• Doce años argentinos, de
• Una novela sobre las conductas argentinas. El consumo como motor del deseo, hacer carrera como imperativo ético, la ingenuidad como coartada permanente. Y entre tanto, un mundo hecho de corporaciones multinacionales, globalización, fantasías irracionales y edificios fastuosos.
• La gran novela sobre una época tan trágica como cínica. La mirada inigualable de Fogwill para crear un mundo propio sin concesiones.

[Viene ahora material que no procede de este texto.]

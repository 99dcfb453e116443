use std::sync::mpsc::{self, Receiver, Sender};
use std::time::Duration;

use stlview_core::{
    Cancelled, IngestError, Ingested, IngestionJob, JobEvent, JobState, MemorySource, MeshSink,
    StlImporter, StreamError, Triangle, TriangleMesh, TriangleSource, Vertex,
};

const TIMEOUT: Duration = Duration::from_secs(10);

/// Disjoint triangle number `i`, identifiable by its x offset
fn numbered_triangle(i: usize) -> Triangle {
    let x = i as f32 * 2.0;
    Triangle::new(
        Vertex::at(x, 0.0, 0.0),
        Vertex::at(x + 1.0, 0.0, 0.0),
        Vertex::at(x, 1.0, 0.0),
    )
}

/// First-vertex x of every facet, relative to facet 0
fn facet_offsets(mesh: &TriangleMesh) -> Vec<f32> {
    let origin = mesh.facet_points(&mesh.facets()[0])[0].x;
    mesh.facets()
        .iter()
        .map(|f| mesh.facet_points(f)[0].x - origin)
        .collect()
}

/// Streams `total` numbered triangles, pausing after `gate_at` of them
/// until the test lets it continue
struct GatedSource {
    total: usize,
    gate_at: usize,
    reached: Sender<()>,
    resume: Receiver<()>,
}

impl TriangleSource for GatedSource {
    fn expected_triangle_count(&self) -> usize {
        self.total
    }

    fn name(&self) -> &str {
        "gated"
    }

    fn stream(
        &mut self,
        emit: &mut dyn FnMut(Triangle) -> Result<(), Cancelled>,
    ) -> stlview_core::error::Result<()> {
        for i in 0..self.total {
            if i == self.gate_at {
                let _ = self.reached.send(());
                let _ = self.resume.recv();
            }
            emit(numbered_triangle(i))?;
        }
        Ok(())
    }
}

fn gated(total: usize, gate_at: usize) -> (GatedSource, Receiver<()>, Sender<()>) {
    let (reached_tx, reached_rx) = mpsc::channel();
    let (resume_tx, resume_rx) = mpsc::channel();
    let source = GatedSource {
        total,
        gate_at,
        reached: reached_tx,
        resume: resume_rx,
    };
    (source, reached_rx, resume_tx)
}

fn binary_stl(count: u32, records: usize) -> Vec<u8> {
    let mut data = vec![0u8; 80];
    data.extend_from_slice(&count.to_le_bytes());
    for i in 0..records {
        let t = numbered_triangle(i);
        data.extend_from_slice(&[0u8; 12]);
        for v in &t.vertices {
            for c in v.position.coords.iter() {
                data.extend_from_slice(&c.to_le_bytes());
            }
        }
        data.extend_from_slice(&[0, 0]);
    }
    data
}

#[test]
fn test_uncancelled_stream_commits_every_triangle_in_order() {
    let triangles: Vec<Triangle> = (0..100).map(numbered_triangle).collect();
    let job = IngestionJob::open(MemorySource::new("strip", triangles)).unwrap();

    assert_eq!(job.wait_event(TIMEOUT), Some(JobEvent::Completed));
    assert_eq!(job.state(), JobState::Completed);
    assert_eq!(job.facets_processed(), 100);

    let mesh = job.finish().unwrap().into_mesh();
    assert_eq!(mesh.facet_count(), 100);
    assert_eq!(mesh.name(), "strip");

    let expected: Vec<f32> = (0..100).map(|i| i as f32 * 2.0).collect();
    assert_eq!(facet_offsets(&mesh), expected);

    // Centred after the stream ends
    let center = mesh.bounding_box().center();
    assert!(center.coords.norm() < 1e-4);
}

#[test]
fn test_cancel_midway_keeps_a_prefix() {
    let (source, reached, resume) = gated(1000, 500);
    let job = IngestionJob::open(source).unwrap();
    assert_eq!(job.expected_facets(), 1000);

    reached.recv_timeout(TIMEOUT).unwrap();
    assert_eq!(job.facets_processed(), 500);
    job.cancel();
    resume.send(()).unwrap();

    assert_eq!(job.wait_event(TIMEOUT), Some(JobEvent::Cancelled));
    assert_eq!(job.state(), JobState::Cancelled);
    assert!(job.try_event().is_none());

    let mesh = match job.finish().unwrap() {
        Ingested::Cancelled(mesh) => mesh,
        Ingested::Completed(_) => panic!("a cancelled import must not complete"),
    };
    assert!(mesh.facet_count() <= 500);

    let expected: Vec<f32> = (0..mesh.facet_count()).map(|i| i as f32 * 2.0).collect();
    assert_eq!(facet_offsets(&mesh), expected);
    // Cancelled meshes are neither centred nor named
    assert_eq!(mesh.name(), "");
    assert_eq!(mesh.facet_points(&mesh.facets()[0])[0].x, 0.0);
}

#[test]
fn test_progress_is_monotonic_and_bounded() {
    let (source, reached, resume) = gated(200, 50);
    let job = IngestionJob::open(source).unwrap();

    reached.recv_timeout(TIMEOUT).unwrap();
    let halfway = job.progress();
    assert!((halfway - 0.25).abs() < 1e-6);
    resume.send(()).unwrap();

    assert_eq!(job.wait_event(TIMEOUT), Some(JobEvent::Completed));
    assert!(job.progress() >= halfway);
    assert_eq!(job.progress(), 1.0);
}

#[test]
fn test_truncated_file_fails_without_done_notification() {
    let importer = StlImporter::from_bytes(binary_stl(3, 2)).unwrap();
    let job = IngestionJob::open(importer).unwrap();

    assert_eq!(job.wait_event(TIMEOUT), Some(JobEvent::Failed));
    assert!(job.try_event().is_none());
    assert_eq!(job.state(), JobState::Failed);

    match job.finish() {
        Err(IngestError::Stream(StreamError::Truncated { expected, found })) => {
            assert_eq!((expected, found), (3, 2));
        }
        other => panic!("expected a truncation failure, got {other:?}"),
    }
}

#[test]
fn test_start_twice_is_a_noop() {
    let mut job = IngestionJob::new(TriangleMesh::new());
    job.start(MemorySource::new("first", (0..10).map(numbered_triangle).collect()))
        .unwrap();
    job.start(MemorySource::new("second", (0..99).map(numbered_triangle).collect()))
        .unwrap();

    assert_eq!(job.wait_event(TIMEOUT), Some(JobEvent::Completed));
    assert!(job.try_event().is_none());
    assert_eq!(job.expected_facets(), 10);

    let mesh = job.finish().unwrap().into_mesh();
    assert_eq!(mesh.name(), "first");
    assert_eq!(mesh.facet_count(), 10);
}

#[test]
fn test_cancel_is_idempotent() {
    let (source, reached, resume) = gated(10, 3);
    let job = IngestionJob::open(source).unwrap();

    reached.recv_timeout(TIMEOUT).unwrap();
    job.cancel();
    job.cancel();
    resume.send(()).unwrap();

    assert_eq!(job.wait_event(TIMEOUT), Some(JobEvent::Cancelled));
    job.cancel();
    assert!(job.try_event().is_none());
    assert_eq!(job.finish().unwrap().into_mesh().facet_count(), 3);
}

#[test]
fn test_dropping_a_running_job_stops_the_worker() {
    let (source, reached, resume) = gated(1000, 1);
    let job = IngestionJob::open(source).unwrap();
    reached.recv_timeout(TIMEOUT).unwrap();

    // Queue the resume before the drop blocks on joining the worker
    resume.send(()).unwrap();
    drop(job);
}
/// Precompiled draw batches and the graphics backend they replay on
use std::marker::PhantomData;

use nalgebra::{Point3, Vector3};

pub type Color = [f32; 3];

#[derive(Debug, Clone, Copy, PartialEq, Eq)]
pub enum Primitive {
    Triangles,
    Lines,
}

/// Backend state toggles scoped to part of a batch
#[derive(Debug, Clone, Copy, Default, PartialEq, Eq)]
pub struct RenderState {
    pub blend: bool,
    pub line_smooth: bool,
}

#[derive(Debug, Clone, Copy, PartialEq)]
pub enum DrawCommand {
    Begin(Primitive),
    End,
    Color(Color),
    Normal(Vector3<f32>),
    Vertex(Point3<f32>),
    PushState(RenderState),
    PopState,
}

/// Something that can replay recorded draw commands.
///
/// Recording requires a live context; batches are confined to the thread
/// that owns it.
pub trait GraphicsBackend {
    fn has_context(&self) -> bool {
        true
    }

    fn replay(&mut self, commands: &[DrawCommand]);
}

/// An immutable, replayable command sequence for one node's geometry.
///
/// Owned by exactly one scene node and dropped with it. Not `Send`: it
/// belongs to the graphics thread.
#[derive(Debug)]
pub struct DrawBatch {
    commands: Box<[DrawCommand]>,
    _thread_bound: PhantomData<*const ()>,
}

impl DrawBatch {
    /// Record a batch against `backend`.
    ///
    /// Panics when the backend has no context or when the recording leaves
    /// a primitive open.
    pub fn record(backend: &dyn GraphicsBackend, f: impl FnOnce(&mut BatchRecorder)) -> DrawBatch {
        assert!(backend.has_context(), "draw batch compiled without a graphics context");

        let mut recorder = BatchRecorder {
            commands: Vec::new(),
            open: None,
        };
        f(&mut recorder);
        assert!(recorder.open.is_none(), "draw batch finished inside an open primitive");

        DrawBatch {
            commands: recorder.commands.into_boxed_slice(),
            _thread_bound: PhantomData,
        }
    }

    pub fn replay(&self, backend: &mut dyn GraphicsBackend) {
        backend.replay(&self.commands);
    }

    pub fn commands(&self) -> &[DrawCommand] {
        &self.commands
    }

    pub fn vertex_count(&self) -> usize {
        self.commands
            .iter()
            .filter(|c| matches!(c, DrawCommand::Vertex(_)))
            .count()
    }
}

/// Scoped recorder handed out by `DrawBatch::record`
pub struct BatchRecorder {
    commands: Vec<DrawCommand>,
    open: Option<Primitive>,
}

impl BatchRecorder {
    pub fn begin(&mut self, primitive: Primitive) {
        assert!(self.open.is_none(), "nested begin({primitive:?})");
        self.open = Some(primitive);
        self.commands.push(DrawCommand::Begin(primitive));
    }

    pub fn end(&mut self) {
        assert!(self.open.take().is_some(), "end() without begin()");
        self.commands.push(DrawCommand::End);
    }

    pub fn color(&mut self, color: Color) {
        self.commands.push(DrawCommand::Color(color));
    }

    pub fn normal(&mut self, normal: Vector3<f32>) {
        self.commands.push(DrawCommand::Normal(normal));
    }

    pub fn vertex(&mut self, point: Point3<f32>) {
        self.commands.push(DrawCommand::Vertex(point));
    }

    /// Apply `state` for the commands recorded by `f` only; the previous
    /// state is restored afterwards.
    pub fn with_state(&mut self, state: RenderState, f: impl FnOnce(&mut BatchRecorder)) {
        self.commands.push(DrawCommand::PushState(state));
        f(self);
        self.commands.push(DrawCommand::PopState);
    }
}

/// Backend that keeps every replayed command, for inspecting batches
#[cfg(test)]
#[derive(Debug, Default)]
pub(crate) struct RecordingBackend {
    pub replayed: Vec<DrawCommand>,
    pub replays: usize,
    pub detached: bool,
}

#[cfg(test)]
impl GraphicsBackend for RecordingBackend {
    fn has_context(&self) -> bool {
        !self.detached
    }

    fn replay(&mut self, commands: &[DrawCommand]) {
        self.replays += 1;
        self.replayed.extend_from_slice(commands);
    }
}
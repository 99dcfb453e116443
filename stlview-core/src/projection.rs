/// Viewport mapping, trackball projection and orthographic fitting
use std::f32::consts::FRAC_PI_2;

use nalgebra::{Matrix4, Point3, Vector2, Vector3};

use crate::geometry::BoundingBox;

/// Drawable area in pixels (or any uniform screen unit)
#[derive(Debug, Clone, Copy, PartialEq)]
pub struct Viewport {
    pub width: f32,
    pub height: f32,
}

impl Viewport {
    pub fn new(width: f32, height: f32) -> Self {
        Self {
            width: width.max(1.0),
            height: height.max(1.0),
        }
    }

    pub fn aspect(&self) -> f32 {
        self.width / self.height
    }

    /// Screen coordinates (y down) to normalized device coordinates in
    /// [-1, 1]², x and y scaled independently
    pub fn drag_point(&self, x: f32, y: f32) -> Vector2<f32> {
        Vector2::new(
            (2.0 * x - self.width) / self.width,
            (self.height - 2.0 * y) / self.height,
        )
    }

    /// Lift a screen point onto the unit trackball hemisphere
    pub fn trackball_point(&self, x: f32, y: f32) -> Vector3<f32> {
        let dxy = self.drag_point(x, y);
        let r = dxy.norm().clamp(0.0, 1.0);
        Vector3::new(dxy.x, dxy.y, (r * FRAC_PI_2).cos()).normalize()
    }

    /// Normalized device coordinates back to screen coordinates (y down)
    pub fn to_screen(&self, ndc: &Point3<f32>) -> (f32, f32) {
        (
            (ndc.x + 1.0) * 0.5 * self.width,
            (1.0 - ndc.y) * 0.5 * self.height,
        )
    }
}

/// Orthographic view volume fitted around a bounding box
#[derive(Debug, Clone, Copy, PartialEq)]
pub struct OrthoProjection {
    pub left: f32,
    pub right: f32,
    pub bottom: f32,
    pub top: f32,
    pub near: f32,
    pub far: f32,
}

impl OrthoProjection {
    /// Fit the volume around `bbox` as seen from `view_distance` away.
    ///
    /// An empty box fits a unit volume around the origin. The shorter
    /// viewport side keeps the box's full extent; `zoom` scales the sides.
    pub fn fit(bbox: &BoundingBox, view_distance: f32, viewport: &Viewport, zoom: f32) -> Self {
        let (cx, cy, diam, diagonal) = if bbox.is_empty() {
            (0.0, 0.0, 1.0, 1.0)
        } else {
            let c = bbox.center();
            (c.x, c.y, bbox.max_extent().max(f32::EPSILON), bbox.diagonal())
        };

        let (mut left, mut right) = (cx - diam, cx + diam);
        let (mut bottom, mut top) = (cy - diam, cy + diam);
        let depth = 2.0 * (view_distance + diagonal);

        let aspect = viewport.aspect();
        if aspect < 1.0 {
            bottom /= aspect;
            top /= aspect;
        } else {
            left *= aspect;
            right *= aspect;
        }

        Self {
            left: zoom * left,
            right: zoom * right,
            bottom: zoom * bottom,
            top: zoom * top,
            near: -depth,
            far: depth,
        }
    }

    pub fn matrix(&self) -> Matrix4<f32> {
        Matrix4::new_orthographic(self.left, self.right, self.bottom, self.top, self.near, self.far)
    }
}
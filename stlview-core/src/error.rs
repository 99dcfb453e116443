/// Error types for mesh import and camera setup
use std::io;

use thiserror::Error;

/// Raised by a triangle consumer to make the producer stop streaming.
#[derive(Debug, Clone, Copy, PartialEq, Eq)]
pub struct Cancelled;

/// Errors raised while producing a triangle stream
#[derive(Error, Debug)]
pub enum StreamError {
    #[error("I/O error: {0}")]
    Io(#[from] io::Error),

    #[error("file too small to be a valid STL ({0} bytes)")]
    TooSmall(usize),

    #[error("unexpected end of file: expected {expected} triangles, found {found}")]
    Truncated { expected: usize, found: usize },

    #[error("parse error on line {line}: {message}")]
    Parse { line: usize, message: String },

    /// The consumer aborted the stream. Only the ingestion job sees this.
    #[error("import cancelled")]
    Cancelled,
}

impl From<Cancelled> for StreamError {
    fn from(_: Cancelled) -> Self {
        StreamError::Cancelled
    }
}

/// Errors surfaced at the ingestion job boundary
#[derive(Error, Debug)]
pub enum IngestError {
    #[error("error reading mesh: {0}")]
    Stream(#[source] StreamError),

    #[error("failed to spawn import thread: {0}")]
    Spawn(#[source] io::Error),

    #[error("import job was never started")]
    NotStarted,

    #[error("import thread panicked")]
    WorkerPanicked,
}

/// Errors from camera construction
#[derive(Error, Debug, Clone, Copy, PartialEq, Eq)]
pub enum CameraError {
    #[error("eye, target and up vector do not span a basis")]
    DegenerateBasis,
}

pub type Result<T> = std::result::Result<T, StreamError>;
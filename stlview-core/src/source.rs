/// Producers of triangle streams consumed by the ingestion job
use crate::error::{Cancelled, Result};
use crate::geometry::Triangle;

/// A producer that yields triangles one at a time.
///
/// `stream` hands each triangle to `emit` in production order. When `emit`
/// returns `Err(Cancelled)` the producer must stop immediately and return
/// `StreamError::Cancelled` (the `?` operator does this).
pub trait TriangleSource {
    /// Number of triangles the producer expects to yield, known up front
    fn expected_triangle_count(&self) -> usize;

    /// Name of the solid, if the format carries one
    fn name(&self) -> &str;

    fn stream(
        &mut self,
        emit: &mut dyn FnMut(Triangle) -> std::result::Result<(), Cancelled>,
    ) -> Result<()>;
}

/// Streams an in-memory triangle list
#[derive(Debug, Clone, Default)]
pub struct MemorySource {
    name: String,
    triangles: Vec<Triangle>,
}

impl MemorySource {
    pub fn new(name: impl Into<String>, triangles: Vec<Triangle>) -> Self {
        Self {
            name: name.into(),
            triangles,
        }
    }
}

impl TriangleSource for MemorySource {
    fn expected_triangle_count(&self) -> usize {
        self.triangles.len()
    }

    fn name(&self) -> &str {
        &self.name
    }

    fn stream(
        &mut self,
        emit: &mut dyn FnMut(Triangle) -> std::result::Result<(), Cancelled>,
    ) -> Result<()> {
        for triangle in self.triangles.drain(..) {
            emit(triangle)?;
        }
        Ok(())
    }
}

#[cfg(test)]
mod tests {
    use super::*;
    use crate::error::StreamError;
    use crate::geometry::cube_triangles;

    #[test]
    fn test_memory_source_streams_in_order() {
        let triangles = cube_triangles(1.0);
        let mut source = MemorySource::new("cube", triangles.clone());
        assert_eq!(source.expected_triangle_count(), 12);

        let mut seen = Vec::new();
        source
            .stream(&mut |t| {
                seen.push(t);
                Ok(())
            })
            .unwrap();
        assert_eq!(seen, triangles);
    }

    #[test]
    fn test_memory_source_stops_on_cancel() {
        let mut source = MemorySource::new("cube", cube_triangles(1.0));
        let mut count = 0;
        let result = source.stream(&mut |_| {
            count += 1;
            if count == 3 {
                Err(Cancelled)
            } else {
                Ok(())
            }
        });

        assert!(matches!(result, Err(StreamError::Cancelled)));
        assert_eq!(count, 3);
    }
}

“El nuevo ruido pudo significar que ella había escuchado, pero como seguía sin hablar, él insistió, preguntando:
—¿Sabés lo que decía Perón…? —Y ahí se contuvo, porque los ruidos se interrumpieron y ella, acercándose, lo miraba extender y levantar los brazos y fruncir la cara, como si para lograr una voz parecida a la del viejo ex presidente tuviese que representar los ademanes y la cara de otro, en este caso, la cara de un encandilado por el sol o la de alguien que se arrepiente al descubrir el gusto inesperadamente agrio de un líquido que acaba de apurar con mucha sed, de un trago.
Tal vez la voz sí, pero su cara al deformarse en nada se parecía a las imágenes conocidas de la cara de Perón.
—Decía Perón… —dijo él y enronqueció la voz—: ‘Se puede decir una mentira, pero no se puede hacer una mentira…’.
—¿Y vos cómo lo sabés…? —Era su voz retumbando entre los cajones vacíos de la cómoda…”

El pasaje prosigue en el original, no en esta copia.